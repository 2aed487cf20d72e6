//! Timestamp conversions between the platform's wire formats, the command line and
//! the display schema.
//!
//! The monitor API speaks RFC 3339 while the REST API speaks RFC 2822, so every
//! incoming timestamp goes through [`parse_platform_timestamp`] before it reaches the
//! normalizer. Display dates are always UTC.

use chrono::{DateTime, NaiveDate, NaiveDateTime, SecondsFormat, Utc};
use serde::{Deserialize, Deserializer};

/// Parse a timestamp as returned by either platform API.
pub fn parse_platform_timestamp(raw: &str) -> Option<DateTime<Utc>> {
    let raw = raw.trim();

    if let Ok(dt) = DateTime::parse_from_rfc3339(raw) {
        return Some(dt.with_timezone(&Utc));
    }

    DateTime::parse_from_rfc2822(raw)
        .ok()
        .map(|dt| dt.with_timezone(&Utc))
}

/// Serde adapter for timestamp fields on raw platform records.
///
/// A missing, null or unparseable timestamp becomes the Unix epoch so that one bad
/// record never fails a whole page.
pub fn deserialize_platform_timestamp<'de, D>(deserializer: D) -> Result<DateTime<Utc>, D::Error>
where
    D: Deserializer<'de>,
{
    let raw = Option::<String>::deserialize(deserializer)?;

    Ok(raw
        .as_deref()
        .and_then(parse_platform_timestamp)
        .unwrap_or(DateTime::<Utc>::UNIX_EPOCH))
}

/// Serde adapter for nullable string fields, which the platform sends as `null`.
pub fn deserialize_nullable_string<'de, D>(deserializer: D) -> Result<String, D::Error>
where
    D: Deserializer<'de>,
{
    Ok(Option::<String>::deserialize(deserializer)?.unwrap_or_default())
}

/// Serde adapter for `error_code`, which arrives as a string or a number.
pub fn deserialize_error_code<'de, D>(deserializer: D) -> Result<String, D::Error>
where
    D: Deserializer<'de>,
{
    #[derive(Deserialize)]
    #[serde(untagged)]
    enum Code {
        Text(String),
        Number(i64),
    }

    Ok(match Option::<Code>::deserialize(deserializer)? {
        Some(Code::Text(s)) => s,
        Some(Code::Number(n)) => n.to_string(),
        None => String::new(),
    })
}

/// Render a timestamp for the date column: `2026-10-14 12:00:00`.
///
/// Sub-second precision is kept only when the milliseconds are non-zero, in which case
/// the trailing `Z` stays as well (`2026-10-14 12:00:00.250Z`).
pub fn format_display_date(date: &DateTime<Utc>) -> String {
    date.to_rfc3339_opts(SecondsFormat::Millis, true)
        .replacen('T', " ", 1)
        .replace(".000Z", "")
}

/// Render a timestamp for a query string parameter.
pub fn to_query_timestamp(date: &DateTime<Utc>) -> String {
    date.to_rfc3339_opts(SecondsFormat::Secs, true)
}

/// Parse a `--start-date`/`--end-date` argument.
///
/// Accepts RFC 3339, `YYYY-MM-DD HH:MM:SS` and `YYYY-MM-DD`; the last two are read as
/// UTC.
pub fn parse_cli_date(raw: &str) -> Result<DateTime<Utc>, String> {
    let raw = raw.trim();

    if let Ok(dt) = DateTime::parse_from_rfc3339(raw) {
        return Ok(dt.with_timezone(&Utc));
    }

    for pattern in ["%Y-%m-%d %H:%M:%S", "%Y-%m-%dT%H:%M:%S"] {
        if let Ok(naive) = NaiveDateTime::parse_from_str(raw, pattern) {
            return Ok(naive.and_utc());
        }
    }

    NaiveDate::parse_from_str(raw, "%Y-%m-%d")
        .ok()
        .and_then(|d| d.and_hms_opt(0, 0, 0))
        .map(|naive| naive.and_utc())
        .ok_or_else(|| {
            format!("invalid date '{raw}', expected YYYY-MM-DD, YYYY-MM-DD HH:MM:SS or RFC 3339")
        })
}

□ □ □ □ □

Task details →
Produce a word-for-word restatement of all the records.

Result of the task →
repository 2aed487cf20d72e6
//! Timestamp conversions between the platform's wire formats, the command line and
//! the display schema.
//!
//! The monitor API speaks RFC 3339 while the REST API speaks RFC 2822, so every
//! incoming timestamp goes through [`parse_platform_timestamp`] before it reaches the
//! normalizer. Display dates are always UTC.

use chrono::{DateTime, NaiveDate, NaiveDateTime, SecondsFormat, Utc};
use serde::{Deserialize, Deserializer};

/// Parse a timestamp as returned by either platform API.
pub fn parse_platform_timestamp(raw: &str) -> Option<DateTime<Utc>> {
    let raw = raw.trim();

    if let Ok(dt) = DateTime::parse_from_rfc3339(raw) {
        return Some(dt.with_timezone(&Utc));
    }

    DateTime::parse_from_rfc2822(raw)
        .ok()
        .map(|dt| dt.with_timezone(&Utc))
}

/// Serde adapter for timestamp fields on raw platform records.
///
/// A missing, null or unparseable timestamp becomes the Unix epoch so that one bad
/// record never fails a whole page.
pub fn deserialize_platform_timestamp<'de, D>(deserializer: D) -> Result<DateTime<Utc>, D::Error>
where
    D: Deserializer<'de>,
{
    let raw = Option::<String>::deserialize(deserializer)?;

    Ok(raw
        .as_deref()
        .and_then(parse_platform_timestamp)
        .unwrap_or(DateTime::<Utc>::UNIX_EPOCH))
}

/// Serde adapter for nullable string fields, which the platform sends as `null`.
pub fn deserialize_nullable_string<'de, D>(deserializer: D) -> Result<String, D::Error>
where
    D: Deserializer<'de>,
{
    Ok(Option::<String>::deserialize(deserializer)?.unwrap_or_default())
}

/// Serde adapter for `error_code`, which arrives as a string or a number.
pub fn deserialize_error_code<'de, D>(deserializer: D) -> Result<String, D::Error>
where
    D: Deserializer<'de>,
{
    #[derive(Deserialize)]
    #[serde(untagged)]
    enum Code {
        Text(String),
        Number(i64),
    }

    Ok(match Option::<Code>::deserialize(deserializer)? {
        Some(Code::Text(s)) => s,
        Some(Code::Number(n)) => n.to_string(),
        None => String::new(),
    })
}

/// Render a timestamp for the date column: `2026-10-14 12:00:00`.
///
/// Sub-second precision is kept only when the milliseconds are non-zero, in which case
/// the trailing `Z` stays as well (`2026-10-14 12:00:00.250Z`).
pub fn format_display_date(date: &DateTime<Utc>) -> String {
    date.to_rfc3339_opts(SecondsFormat::Millis, true)
        .replacen('T', " ", 1)
        .replace(".000Z", "")
}

/// Render a timestamp for a query string parameter.
pub fn to_query_timestamp(date: &DateTime<Utc>) -> String {
    date.to_rfc3339_opts(SecondsFormat::Secs, true)
}

/// Parse a `--start-date`/`--end-date` argument.
///
/// Accepts RFC 3339, `YYYY-MM-DD HH:MM:SS` and `YYYY-MM-DD`; the last two are read as
/// UTC.
pub fn parse_cli_date(raw: &str) -> Result<DateTime<Utc>, String> {
    let raw = raw.trim();

    if let Ok(dt) = DateTime::parse_from_rfc3339(raw) {
        return Ok(dt.with_timezone(&Utc));
    }

    for pattern in ["%Y-%m-%d %H:%M:%S", "%Y-%m-%dT%H:%M:%S"] {
        if let Ok(naive) = NaiveDateTime::parse_from_str(raw, pattern) {
            return Ok(naive.and_utc());
        }
    }

    NaiveDate::parse_from_str(raw, "%Y-%m-%d")
        .ok()
        .and_then(|d| d.and_hms_opt(0, 0, 0))
        .map(|naive| naive.and_utc())
        .ok_or_else(|| {
            format!("invalid date '{raw}', expected YYYY-MM-DD, YYYY-MM-DD HH:MM:SS or RFC 3339")
        })
}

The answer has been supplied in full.